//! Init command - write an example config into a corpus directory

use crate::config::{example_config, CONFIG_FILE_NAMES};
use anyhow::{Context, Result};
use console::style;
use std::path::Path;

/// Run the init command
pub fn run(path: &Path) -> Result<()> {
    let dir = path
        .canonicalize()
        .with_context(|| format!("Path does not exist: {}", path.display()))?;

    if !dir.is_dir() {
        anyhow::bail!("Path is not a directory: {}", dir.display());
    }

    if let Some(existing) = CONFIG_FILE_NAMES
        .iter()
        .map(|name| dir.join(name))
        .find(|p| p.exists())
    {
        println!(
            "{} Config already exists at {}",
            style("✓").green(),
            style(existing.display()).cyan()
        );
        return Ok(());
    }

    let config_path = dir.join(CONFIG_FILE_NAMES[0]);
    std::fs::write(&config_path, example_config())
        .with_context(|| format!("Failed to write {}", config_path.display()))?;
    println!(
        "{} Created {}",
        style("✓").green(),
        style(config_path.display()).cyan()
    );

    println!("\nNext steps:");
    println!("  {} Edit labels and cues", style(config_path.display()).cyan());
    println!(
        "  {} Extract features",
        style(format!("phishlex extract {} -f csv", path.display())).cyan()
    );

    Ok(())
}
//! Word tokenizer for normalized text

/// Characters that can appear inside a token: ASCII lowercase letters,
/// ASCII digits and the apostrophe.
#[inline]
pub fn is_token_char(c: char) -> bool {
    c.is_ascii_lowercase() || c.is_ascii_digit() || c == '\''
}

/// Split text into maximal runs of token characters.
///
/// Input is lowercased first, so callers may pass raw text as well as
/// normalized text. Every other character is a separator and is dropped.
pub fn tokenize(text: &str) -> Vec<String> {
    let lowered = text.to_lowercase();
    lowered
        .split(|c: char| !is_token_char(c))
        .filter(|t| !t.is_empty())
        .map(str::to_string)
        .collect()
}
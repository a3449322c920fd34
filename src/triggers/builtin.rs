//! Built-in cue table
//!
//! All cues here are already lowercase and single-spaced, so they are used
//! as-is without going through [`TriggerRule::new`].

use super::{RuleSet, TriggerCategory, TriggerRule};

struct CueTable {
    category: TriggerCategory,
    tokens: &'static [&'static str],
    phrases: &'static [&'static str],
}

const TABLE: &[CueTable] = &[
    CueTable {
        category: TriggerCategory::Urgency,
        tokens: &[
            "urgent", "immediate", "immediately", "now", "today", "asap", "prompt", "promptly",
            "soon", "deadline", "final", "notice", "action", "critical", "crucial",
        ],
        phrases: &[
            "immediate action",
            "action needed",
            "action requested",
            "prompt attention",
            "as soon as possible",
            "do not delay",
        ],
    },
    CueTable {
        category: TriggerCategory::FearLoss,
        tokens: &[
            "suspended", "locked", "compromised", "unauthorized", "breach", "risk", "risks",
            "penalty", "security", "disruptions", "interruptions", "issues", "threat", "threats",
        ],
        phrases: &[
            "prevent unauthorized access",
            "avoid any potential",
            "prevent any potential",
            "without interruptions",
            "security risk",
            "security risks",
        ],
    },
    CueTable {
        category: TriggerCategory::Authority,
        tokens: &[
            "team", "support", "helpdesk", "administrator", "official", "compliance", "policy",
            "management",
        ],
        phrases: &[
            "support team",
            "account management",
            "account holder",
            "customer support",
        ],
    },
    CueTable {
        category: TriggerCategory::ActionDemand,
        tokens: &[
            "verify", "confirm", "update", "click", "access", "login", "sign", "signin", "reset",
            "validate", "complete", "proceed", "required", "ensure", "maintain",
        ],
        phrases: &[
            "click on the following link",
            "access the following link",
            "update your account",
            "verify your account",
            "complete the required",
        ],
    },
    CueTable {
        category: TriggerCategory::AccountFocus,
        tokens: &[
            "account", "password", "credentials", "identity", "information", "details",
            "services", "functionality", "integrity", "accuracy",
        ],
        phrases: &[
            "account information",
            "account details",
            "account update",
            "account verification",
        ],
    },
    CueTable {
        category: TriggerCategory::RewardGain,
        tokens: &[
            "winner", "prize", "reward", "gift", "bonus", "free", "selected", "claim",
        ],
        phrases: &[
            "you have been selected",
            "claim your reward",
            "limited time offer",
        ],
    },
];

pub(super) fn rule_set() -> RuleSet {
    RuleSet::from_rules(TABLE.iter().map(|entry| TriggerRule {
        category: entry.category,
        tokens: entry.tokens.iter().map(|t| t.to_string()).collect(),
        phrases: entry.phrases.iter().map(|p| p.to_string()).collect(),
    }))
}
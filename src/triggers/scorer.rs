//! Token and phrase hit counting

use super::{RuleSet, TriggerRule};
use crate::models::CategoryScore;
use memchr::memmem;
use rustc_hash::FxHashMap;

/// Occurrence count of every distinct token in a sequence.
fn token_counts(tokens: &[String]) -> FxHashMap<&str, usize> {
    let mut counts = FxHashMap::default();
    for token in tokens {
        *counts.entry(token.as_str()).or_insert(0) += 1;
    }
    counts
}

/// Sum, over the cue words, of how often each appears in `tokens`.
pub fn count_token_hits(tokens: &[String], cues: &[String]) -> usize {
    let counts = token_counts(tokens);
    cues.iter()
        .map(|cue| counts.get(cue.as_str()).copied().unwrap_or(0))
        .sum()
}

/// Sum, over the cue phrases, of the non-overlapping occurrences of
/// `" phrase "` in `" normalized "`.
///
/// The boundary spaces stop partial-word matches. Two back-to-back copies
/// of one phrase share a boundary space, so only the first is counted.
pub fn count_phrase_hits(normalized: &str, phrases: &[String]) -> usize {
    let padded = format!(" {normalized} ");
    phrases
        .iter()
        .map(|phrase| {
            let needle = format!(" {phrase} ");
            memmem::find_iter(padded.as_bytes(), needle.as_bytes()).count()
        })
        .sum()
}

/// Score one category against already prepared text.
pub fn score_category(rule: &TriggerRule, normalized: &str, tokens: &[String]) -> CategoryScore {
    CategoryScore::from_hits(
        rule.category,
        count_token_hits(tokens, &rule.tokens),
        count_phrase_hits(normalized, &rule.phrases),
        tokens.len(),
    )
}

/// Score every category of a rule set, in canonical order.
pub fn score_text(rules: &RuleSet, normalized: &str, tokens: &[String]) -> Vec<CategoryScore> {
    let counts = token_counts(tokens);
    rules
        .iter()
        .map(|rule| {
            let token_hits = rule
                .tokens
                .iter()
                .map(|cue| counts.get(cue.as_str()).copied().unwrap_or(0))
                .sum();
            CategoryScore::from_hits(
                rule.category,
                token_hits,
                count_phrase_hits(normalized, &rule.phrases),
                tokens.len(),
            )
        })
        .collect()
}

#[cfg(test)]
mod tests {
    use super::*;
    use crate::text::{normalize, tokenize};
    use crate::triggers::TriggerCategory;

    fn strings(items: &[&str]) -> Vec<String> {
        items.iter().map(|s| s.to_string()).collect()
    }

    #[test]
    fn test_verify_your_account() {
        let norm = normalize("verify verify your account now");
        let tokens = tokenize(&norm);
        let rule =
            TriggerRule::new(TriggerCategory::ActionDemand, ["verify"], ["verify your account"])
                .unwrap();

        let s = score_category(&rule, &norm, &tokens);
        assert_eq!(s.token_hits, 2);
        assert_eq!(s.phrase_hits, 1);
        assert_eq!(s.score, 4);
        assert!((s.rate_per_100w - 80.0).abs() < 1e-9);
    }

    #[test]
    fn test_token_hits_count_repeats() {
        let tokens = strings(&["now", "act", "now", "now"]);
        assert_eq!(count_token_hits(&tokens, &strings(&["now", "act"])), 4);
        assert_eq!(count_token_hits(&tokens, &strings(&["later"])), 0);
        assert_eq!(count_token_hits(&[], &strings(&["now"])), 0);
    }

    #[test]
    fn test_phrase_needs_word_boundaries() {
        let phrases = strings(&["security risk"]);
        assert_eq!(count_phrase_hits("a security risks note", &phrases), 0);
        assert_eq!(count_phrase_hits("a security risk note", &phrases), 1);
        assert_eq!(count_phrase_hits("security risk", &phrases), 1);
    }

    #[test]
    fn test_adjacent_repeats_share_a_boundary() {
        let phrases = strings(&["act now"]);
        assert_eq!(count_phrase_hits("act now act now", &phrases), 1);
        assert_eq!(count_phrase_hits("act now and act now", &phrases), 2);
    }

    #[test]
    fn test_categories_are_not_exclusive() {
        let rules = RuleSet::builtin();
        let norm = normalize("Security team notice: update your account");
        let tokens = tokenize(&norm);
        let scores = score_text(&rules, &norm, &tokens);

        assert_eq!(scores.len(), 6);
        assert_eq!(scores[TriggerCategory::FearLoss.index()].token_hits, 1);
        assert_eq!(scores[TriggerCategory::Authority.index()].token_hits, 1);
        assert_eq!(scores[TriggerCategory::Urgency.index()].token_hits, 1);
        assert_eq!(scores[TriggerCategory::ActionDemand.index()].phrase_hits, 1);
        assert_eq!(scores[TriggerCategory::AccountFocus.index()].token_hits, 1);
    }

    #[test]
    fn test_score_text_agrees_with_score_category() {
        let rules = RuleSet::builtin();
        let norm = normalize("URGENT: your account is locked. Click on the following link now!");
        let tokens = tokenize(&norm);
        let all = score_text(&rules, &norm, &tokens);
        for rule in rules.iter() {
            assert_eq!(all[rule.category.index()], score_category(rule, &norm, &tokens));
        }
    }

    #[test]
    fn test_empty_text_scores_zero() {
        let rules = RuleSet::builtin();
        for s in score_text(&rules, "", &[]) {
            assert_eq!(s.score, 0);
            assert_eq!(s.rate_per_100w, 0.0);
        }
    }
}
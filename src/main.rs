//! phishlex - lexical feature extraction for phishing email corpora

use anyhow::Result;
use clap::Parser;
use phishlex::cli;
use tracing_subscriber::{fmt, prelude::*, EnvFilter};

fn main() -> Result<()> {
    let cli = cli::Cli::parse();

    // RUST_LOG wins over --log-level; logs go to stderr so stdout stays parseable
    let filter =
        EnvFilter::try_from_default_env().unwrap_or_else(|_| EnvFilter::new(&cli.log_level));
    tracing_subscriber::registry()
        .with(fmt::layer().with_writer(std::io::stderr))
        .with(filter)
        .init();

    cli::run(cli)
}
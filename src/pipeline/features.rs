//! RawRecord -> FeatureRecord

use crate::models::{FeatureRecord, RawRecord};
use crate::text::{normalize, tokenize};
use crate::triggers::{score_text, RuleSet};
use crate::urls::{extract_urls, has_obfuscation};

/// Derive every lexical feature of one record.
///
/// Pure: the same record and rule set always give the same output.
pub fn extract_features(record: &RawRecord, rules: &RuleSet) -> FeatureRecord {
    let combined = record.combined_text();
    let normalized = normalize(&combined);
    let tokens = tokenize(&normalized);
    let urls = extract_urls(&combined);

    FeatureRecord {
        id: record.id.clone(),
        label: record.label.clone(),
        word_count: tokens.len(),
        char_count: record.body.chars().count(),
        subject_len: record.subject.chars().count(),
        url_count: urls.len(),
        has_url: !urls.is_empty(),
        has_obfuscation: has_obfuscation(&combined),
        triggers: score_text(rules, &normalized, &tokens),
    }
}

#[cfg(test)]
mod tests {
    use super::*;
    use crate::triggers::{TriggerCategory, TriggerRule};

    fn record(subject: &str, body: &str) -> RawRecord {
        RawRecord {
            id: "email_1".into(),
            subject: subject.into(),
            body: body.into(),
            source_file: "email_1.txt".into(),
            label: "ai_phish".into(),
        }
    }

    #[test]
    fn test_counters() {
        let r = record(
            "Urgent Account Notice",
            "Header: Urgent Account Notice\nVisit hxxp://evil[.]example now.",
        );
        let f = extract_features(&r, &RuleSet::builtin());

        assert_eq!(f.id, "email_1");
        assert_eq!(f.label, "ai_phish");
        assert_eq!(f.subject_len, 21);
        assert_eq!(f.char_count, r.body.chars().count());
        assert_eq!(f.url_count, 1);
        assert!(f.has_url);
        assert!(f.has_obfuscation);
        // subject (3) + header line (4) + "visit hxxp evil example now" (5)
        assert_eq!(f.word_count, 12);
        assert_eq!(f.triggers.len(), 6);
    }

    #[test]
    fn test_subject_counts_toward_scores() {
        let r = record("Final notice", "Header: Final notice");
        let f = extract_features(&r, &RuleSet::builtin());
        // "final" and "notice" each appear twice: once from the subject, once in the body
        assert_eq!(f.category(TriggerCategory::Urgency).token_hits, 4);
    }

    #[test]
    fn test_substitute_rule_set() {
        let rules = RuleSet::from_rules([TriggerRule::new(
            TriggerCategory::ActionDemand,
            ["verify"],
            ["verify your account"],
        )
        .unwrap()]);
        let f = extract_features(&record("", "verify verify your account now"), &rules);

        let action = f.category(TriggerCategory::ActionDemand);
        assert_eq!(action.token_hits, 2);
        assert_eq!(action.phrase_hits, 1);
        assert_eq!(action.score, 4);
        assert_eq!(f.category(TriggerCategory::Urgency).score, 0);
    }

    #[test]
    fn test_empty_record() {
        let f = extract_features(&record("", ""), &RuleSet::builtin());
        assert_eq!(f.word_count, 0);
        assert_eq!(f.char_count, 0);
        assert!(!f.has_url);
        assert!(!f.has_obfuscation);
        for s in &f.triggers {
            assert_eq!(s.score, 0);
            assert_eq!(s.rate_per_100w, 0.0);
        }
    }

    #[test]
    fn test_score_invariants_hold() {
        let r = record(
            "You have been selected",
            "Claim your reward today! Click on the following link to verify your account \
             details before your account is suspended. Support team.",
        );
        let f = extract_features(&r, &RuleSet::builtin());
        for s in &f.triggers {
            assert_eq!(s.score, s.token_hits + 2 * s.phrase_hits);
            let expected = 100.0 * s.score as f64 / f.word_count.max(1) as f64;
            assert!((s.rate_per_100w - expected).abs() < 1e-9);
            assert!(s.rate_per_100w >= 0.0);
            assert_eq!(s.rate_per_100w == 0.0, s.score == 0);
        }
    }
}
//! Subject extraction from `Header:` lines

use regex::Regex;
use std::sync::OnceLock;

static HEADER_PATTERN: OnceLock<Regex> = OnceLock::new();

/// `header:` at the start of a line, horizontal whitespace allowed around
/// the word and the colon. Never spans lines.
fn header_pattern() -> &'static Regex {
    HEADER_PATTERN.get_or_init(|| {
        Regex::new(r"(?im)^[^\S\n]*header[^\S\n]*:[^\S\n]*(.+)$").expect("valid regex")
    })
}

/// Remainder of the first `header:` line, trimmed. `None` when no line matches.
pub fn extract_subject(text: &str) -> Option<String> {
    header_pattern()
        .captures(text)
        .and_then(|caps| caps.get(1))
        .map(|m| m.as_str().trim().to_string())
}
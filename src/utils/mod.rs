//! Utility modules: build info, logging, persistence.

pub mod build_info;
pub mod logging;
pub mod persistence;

_ _ _

## Exercise
Collect every line with the string "static" from the records, and copy each.

## Task solution
    tokens: &'static [&'static str],
    phrases: &'static [&'static str],
static HEADER_PATTERN: OnceLock<Regex> = OnceLock::new();
fn header_pattern() -> &'static Regex {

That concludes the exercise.